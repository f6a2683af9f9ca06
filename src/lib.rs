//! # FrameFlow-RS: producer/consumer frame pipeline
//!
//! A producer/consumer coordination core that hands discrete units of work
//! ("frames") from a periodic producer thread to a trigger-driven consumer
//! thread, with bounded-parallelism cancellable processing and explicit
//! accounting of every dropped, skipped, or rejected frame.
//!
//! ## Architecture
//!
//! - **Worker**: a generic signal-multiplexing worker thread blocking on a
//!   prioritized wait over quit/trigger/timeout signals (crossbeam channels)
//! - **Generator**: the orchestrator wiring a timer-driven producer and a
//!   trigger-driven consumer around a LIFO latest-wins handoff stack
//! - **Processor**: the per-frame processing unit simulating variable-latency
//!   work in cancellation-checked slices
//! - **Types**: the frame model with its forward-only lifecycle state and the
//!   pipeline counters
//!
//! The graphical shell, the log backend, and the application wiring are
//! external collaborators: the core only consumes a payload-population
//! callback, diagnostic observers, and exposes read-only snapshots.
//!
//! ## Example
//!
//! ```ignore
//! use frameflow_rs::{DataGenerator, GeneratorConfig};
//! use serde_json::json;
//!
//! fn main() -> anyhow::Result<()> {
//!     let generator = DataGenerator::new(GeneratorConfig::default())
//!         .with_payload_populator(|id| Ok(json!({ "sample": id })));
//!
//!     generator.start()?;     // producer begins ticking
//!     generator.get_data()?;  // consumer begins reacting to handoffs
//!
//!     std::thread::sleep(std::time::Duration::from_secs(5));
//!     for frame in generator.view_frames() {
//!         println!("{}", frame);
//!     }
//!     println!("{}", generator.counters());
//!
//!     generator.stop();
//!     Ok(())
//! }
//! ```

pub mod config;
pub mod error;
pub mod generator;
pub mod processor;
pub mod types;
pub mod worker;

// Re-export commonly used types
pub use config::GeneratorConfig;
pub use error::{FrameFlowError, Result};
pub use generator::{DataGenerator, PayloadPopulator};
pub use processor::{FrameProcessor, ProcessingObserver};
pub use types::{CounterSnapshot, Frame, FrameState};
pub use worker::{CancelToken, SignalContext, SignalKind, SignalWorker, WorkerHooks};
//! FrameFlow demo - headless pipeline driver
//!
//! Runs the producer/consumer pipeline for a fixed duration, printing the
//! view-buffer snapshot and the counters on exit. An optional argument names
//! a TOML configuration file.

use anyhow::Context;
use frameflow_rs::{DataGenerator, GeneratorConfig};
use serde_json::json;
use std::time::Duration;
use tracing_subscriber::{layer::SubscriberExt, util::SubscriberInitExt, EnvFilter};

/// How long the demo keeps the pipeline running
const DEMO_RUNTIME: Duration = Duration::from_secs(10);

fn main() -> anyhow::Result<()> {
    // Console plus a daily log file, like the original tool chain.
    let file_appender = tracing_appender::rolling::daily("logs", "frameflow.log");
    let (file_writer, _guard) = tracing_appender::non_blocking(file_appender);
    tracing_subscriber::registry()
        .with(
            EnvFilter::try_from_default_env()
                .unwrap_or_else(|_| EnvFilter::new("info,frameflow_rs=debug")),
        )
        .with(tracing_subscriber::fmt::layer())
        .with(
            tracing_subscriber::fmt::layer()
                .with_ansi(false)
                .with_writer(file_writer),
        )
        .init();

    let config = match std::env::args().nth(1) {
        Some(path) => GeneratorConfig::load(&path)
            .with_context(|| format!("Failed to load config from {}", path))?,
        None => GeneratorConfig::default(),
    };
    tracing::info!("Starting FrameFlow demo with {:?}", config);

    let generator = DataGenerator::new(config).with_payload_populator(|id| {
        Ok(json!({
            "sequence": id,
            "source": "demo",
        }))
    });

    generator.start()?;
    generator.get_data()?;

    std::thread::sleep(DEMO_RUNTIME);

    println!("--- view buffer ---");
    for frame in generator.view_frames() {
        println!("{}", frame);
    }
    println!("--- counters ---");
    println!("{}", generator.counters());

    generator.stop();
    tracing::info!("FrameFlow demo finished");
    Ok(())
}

▶ [YOUR INSTRUCTIONS]
Would you write out the listing above exactly, in full?

▶ [WRITTEN ANSWER]
repository f6a2683af9f9ca06
filename src/lib.rs
//! # FrameFlow-RS: producer/consumer frame pipeline
//!
//! A producer/consumer coordination core that hands discrete units of work
//! ("frames") from a periodic producer thread to a trigger-driven consumer
//! thread, with bounded-parallelism cancellable processing and explicit
//! accounting of every dropped, skipped, or rejected frame.
//!
//! ## Architecture
//!
//! - **Worker**: a generic signal-multiplexing worker thread blocking on a
//!   prioritized wait over quit/trigger/timeout signals (crossbeam channels)
//! - **Generator**: the orchestrator wiring a timer-driven producer and a
//!   trigger-driven consumer around a LIFO latest-wins handoff stack
//! - **Processor**: the per-frame processing unit simulating variable-latency
//!   work in cancellation-checked slices
//! - **Types**: the frame model with its forward-only lifecycle state and the
//!   pipeline counters
//!
//! The graphical shell, the log backend, and the application wiring are
//! external collaborators: the core only consumes a payload-population
//! callback, diagnostic observers, and exposes read-only snapshots.
//!
//! ## Example
//!
//! ```ignore
//! use frameflow_rs::{DataGenerator, GeneratorConfig};
//! use serde_json::json;
//!
//! fn main() -> anyhow::Result<()> {
//!     let generator = DataGenerator::new(GeneratorConfig::default())
//!         .with_payload_populator(|id| Ok(json!({ "sample": id })));
//!
//!     generator.start()?;     // producer begins ticking
//!     generator.get_data()?;  // consumer begins reacting to handoffs
//!
//!     std::thread::sleep(std::time::Duration::from_secs(5));
//!     for frame in generator.view_frames() {
//!         println!("{}", frame);
//!     }
//!     println!("{}", generator.counters());
//!
//!     generator.stop();
//!     Ok(())
//! }
//! ```

pub mod config;
pub mod error;
pub mod generator;
pub mod processor;
pub mod types;
pub mod worker;

// Re-export commonly used types
pub use config::GeneratorConfig;
pub use error::{FrameFlowError, Result};
pub use generator::{DataGenerator, PayloadPopulator};
pub use processor::{FrameProcessor, ProcessingObserver};
pub use types::{CounterSnapshot, Frame, FrameState};
pub use worker::{CancelToken, SignalContext, SignalKind, SignalWorker, WorkerHooks};
//! FrameFlow demo - headless pipeline driver
//!
//! Runs the producer/consumer pipeline for a fixed duration, printing the
//! view-buffer snapshot and the counters on exit. An optional argument names
//! a TOML configuration file.

use anyhow::Context;
use frameflow_rs::{DataGenerator, GeneratorConfig};
use serde_json::json;
use std::time::Duration;
use tracing_subscriber::{layer::SubscriberExt, util::SubscriberInitExt, EnvFilter};

/// How long the demo keeps the pipeline running
const DEMO_RUNTIME: Duration = Duration::from_secs(10);

fn main() -> anyhow::Result<()> {
    // Console plus a daily log file, like the original tool chain.
    let file_appender = tracing_appender::rolling::daily("logs", "frameflow.log");
    let (file_writer, _guard) = tracing_appender::non_blocking(file_appender);
    tracing_subscriber::registry()
        .with(
            EnvFilter::try_from_default_env()
                .unwrap_or_else(|_| EnvFilter::new("info,frameflow_rs=debug")),
        )
        .with(tracing_subscriber::fmt::layer())
        .with(
            tracing_subscriber::fmt::layer()
                .with_ansi(false)
                .with_writer(file_writer),
        )
        .init();

    let config = match std::env::args().nth(1) {
        Some(path) => GeneratorConfig::load(&path)
            .with_context(|| format!("Failed to load config from {}", path))?,
        None => GeneratorConfig::default(),
    };
    tracing::info!("Starting FrameFlow demo with {:?}", config);

    let generator = DataGenerator::new(config).with_payload_populator(|id| {
        Ok(json!({
            "sequence": id,
            "source": "demo",
        }))
    });

    generator.start()?;
    generator.get_data()?;

    std::thread::sleep(DEMO_RUNTIME);

    println!("--- view buffer ---");
    for frame in generator.view_frames() {
        println!("{}", frame);
    }
    println!("--- counters ---");
    println!("{}", generator.counters());

    generator.stop();
    tracing::info!("FrameFlow demo finished");
    Ok(())
}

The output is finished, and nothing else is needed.